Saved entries
________________________

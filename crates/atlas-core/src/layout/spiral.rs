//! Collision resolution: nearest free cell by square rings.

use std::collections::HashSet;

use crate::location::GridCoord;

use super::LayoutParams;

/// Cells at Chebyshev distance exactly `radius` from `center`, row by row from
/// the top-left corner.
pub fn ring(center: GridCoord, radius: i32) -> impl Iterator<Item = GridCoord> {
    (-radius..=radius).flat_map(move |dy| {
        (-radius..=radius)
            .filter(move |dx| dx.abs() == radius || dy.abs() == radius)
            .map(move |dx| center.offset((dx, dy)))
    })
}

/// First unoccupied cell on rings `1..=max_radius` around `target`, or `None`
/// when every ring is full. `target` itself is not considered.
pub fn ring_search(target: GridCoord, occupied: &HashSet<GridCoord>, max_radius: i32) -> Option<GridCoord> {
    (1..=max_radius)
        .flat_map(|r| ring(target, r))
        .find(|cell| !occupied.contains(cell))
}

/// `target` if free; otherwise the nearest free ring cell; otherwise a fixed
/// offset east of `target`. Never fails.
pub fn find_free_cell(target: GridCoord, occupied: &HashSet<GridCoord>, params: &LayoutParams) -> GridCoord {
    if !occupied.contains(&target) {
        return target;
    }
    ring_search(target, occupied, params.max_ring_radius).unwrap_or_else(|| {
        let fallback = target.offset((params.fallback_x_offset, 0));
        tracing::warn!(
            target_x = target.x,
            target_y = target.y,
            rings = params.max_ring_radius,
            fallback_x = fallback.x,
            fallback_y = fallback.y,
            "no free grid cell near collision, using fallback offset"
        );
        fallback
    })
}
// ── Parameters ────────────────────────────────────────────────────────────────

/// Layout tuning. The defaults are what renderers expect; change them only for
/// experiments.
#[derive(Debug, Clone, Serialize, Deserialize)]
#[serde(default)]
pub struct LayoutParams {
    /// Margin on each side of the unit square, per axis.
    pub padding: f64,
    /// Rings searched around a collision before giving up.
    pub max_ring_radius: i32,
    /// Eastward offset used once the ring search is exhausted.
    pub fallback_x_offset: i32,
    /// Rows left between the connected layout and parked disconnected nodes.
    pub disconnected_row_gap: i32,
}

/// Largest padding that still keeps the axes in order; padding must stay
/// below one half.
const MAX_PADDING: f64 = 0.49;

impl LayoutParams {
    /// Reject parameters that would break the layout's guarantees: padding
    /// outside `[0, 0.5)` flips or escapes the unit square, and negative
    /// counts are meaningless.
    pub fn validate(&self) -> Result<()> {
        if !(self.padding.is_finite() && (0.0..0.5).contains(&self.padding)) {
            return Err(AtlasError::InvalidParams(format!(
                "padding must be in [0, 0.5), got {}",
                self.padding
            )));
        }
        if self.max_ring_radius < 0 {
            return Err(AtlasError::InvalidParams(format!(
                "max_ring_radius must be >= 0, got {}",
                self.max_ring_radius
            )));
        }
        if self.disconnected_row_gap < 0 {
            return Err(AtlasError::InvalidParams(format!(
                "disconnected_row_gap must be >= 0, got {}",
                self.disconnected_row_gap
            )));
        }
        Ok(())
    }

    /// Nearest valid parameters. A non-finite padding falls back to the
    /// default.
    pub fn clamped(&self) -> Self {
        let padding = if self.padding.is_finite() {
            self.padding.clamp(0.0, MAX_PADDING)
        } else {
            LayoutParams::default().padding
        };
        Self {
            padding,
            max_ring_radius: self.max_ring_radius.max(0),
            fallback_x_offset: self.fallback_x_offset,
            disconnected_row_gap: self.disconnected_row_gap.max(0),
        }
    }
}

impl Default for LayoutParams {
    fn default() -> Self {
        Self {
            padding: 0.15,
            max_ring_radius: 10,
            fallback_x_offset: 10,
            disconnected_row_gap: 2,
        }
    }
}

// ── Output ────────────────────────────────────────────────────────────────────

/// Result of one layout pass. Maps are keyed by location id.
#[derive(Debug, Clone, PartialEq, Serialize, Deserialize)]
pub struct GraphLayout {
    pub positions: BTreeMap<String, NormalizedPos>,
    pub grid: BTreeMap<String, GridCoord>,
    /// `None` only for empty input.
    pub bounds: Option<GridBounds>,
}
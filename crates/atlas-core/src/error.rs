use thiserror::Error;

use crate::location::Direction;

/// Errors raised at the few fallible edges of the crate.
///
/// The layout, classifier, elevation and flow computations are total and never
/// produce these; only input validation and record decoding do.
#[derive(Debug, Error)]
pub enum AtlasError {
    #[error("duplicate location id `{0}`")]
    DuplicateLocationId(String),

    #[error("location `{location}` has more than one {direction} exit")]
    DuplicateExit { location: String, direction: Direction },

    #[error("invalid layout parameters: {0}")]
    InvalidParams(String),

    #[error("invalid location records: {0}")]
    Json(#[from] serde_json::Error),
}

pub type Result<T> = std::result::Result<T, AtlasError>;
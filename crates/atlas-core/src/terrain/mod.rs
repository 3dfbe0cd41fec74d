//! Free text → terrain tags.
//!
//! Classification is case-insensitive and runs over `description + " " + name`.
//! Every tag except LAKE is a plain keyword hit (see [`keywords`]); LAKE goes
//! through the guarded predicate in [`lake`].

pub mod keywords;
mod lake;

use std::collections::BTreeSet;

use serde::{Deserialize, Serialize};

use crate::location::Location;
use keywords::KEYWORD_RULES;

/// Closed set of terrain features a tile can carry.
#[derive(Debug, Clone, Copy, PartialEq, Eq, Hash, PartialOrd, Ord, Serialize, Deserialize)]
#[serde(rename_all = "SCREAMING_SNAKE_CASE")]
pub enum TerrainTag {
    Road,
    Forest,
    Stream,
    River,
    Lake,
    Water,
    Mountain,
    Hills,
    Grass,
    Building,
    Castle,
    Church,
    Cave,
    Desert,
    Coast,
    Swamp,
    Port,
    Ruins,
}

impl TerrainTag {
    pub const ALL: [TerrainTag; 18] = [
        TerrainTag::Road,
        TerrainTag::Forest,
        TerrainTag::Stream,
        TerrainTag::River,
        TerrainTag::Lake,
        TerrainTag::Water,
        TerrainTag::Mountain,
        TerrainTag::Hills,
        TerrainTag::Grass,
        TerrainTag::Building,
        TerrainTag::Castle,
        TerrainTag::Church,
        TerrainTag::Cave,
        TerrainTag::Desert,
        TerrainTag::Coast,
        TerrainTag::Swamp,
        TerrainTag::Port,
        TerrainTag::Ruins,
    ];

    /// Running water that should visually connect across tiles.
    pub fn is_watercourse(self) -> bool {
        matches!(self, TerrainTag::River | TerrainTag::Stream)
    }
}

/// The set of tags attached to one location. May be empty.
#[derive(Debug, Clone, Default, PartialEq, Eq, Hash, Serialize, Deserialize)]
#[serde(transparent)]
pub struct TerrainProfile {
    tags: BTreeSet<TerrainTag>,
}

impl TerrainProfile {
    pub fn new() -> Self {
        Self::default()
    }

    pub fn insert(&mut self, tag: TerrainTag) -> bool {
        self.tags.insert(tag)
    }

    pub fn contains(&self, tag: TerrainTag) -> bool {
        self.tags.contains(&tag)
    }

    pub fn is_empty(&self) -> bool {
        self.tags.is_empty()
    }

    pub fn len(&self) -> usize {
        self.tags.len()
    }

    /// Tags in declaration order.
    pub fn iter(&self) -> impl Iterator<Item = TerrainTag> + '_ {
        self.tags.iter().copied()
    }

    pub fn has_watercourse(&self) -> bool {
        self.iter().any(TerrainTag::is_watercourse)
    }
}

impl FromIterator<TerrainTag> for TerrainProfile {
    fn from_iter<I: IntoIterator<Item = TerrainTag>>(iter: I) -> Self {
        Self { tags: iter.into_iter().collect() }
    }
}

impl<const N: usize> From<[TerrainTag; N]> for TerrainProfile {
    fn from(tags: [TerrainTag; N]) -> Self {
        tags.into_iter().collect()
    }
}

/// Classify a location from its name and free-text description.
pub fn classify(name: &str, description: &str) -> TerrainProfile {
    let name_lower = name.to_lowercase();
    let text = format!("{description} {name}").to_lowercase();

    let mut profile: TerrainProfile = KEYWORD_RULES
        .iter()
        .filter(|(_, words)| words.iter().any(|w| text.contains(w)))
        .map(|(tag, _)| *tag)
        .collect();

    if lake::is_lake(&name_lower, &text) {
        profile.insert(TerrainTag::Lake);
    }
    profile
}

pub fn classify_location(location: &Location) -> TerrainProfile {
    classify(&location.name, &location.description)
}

________________________

Activity
Give back the records word for word. Start at the first line, end at the line containing "parked disconnected nodes.", and include both.

Exercise solution
filename crates/atlas-core/src/layout/spiral.rs
//! Collision resolution: nearest free cell by square rings.

use std::collections::HashSet;

use crate::location::GridCoord;

use super::LayoutParams;

/// Cells at Chebyshev distance exactly `radius` from `center`, row by row from
/// the top-left corner.
pub fn ring(center: GridCoord, radius: i32) -> impl Iterator<Item = GridCoord> {
    (-radius..=radius).flat_map(move |dy| {
        (-radius..=radius)
            .filter(move |dx| dx.abs() == radius || dy.abs() == radius)
            .map(move |dx| center.offset((dx, dy)))
    })
}

/// First unoccupied cell on rings `1..=max_radius` around `target`, or `None`
/// when every ring is full. `target` itself is not considered.
pub fn ring_search(target: GridCoord, occupied: &HashSet<GridCoord>, max_radius: i32) -> Option<GridCoord> {
    (1..=max_radius)
        .flat_map(|r| ring(target, r))
        .find(|cell| !occupied.contains(cell))
}

/// `target` if free; otherwise the nearest free ring cell; otherwise a fixed
/// offset east of `target`. Never fails.
pub fn find_free_cell(target: GridCoord, occupied: &HashSet<GridCoord>, params: &LayoutParams) -> GridCoord {
    if !occupied.contains(&target) {
        return target;
    }
    ring_search(target, occupied, params.max_ring_radius).unwrap_or_else(|| {
        let fallback = target.offset((params.fallback_x_offset, 0));
        tracing::warn!(
            target_x = target.x,
            target_y = target.y,
            rings = params.max_ring_radius,
            fallback_x = fallback.x,
            fallback_y = fallback.y,
            "no free grid cell near collision, using fallback offset"
        );
        fallback
    })
}
// ── Parameters ────────────────────────────────────────────────────────────────

/// Layout tuning. The defaults are what renderers expect; change them only for
/// experiments.
#[derive(Debug, Clone, Serialize, Deserialize)]
#[serde(default)]
pub struct LayoutParams {
    /// Margin on each side of the unit square, per axis.
    pub padding: f64,
    /// Rings searched around a collision before giving up.
    pub max_ring_radius: i32,
    /// Eastward offset used once the ring search is exhausted.
    pub fallback_x_offset: i32,
    /// Rows left between the connected layout and parked disconnected nodes.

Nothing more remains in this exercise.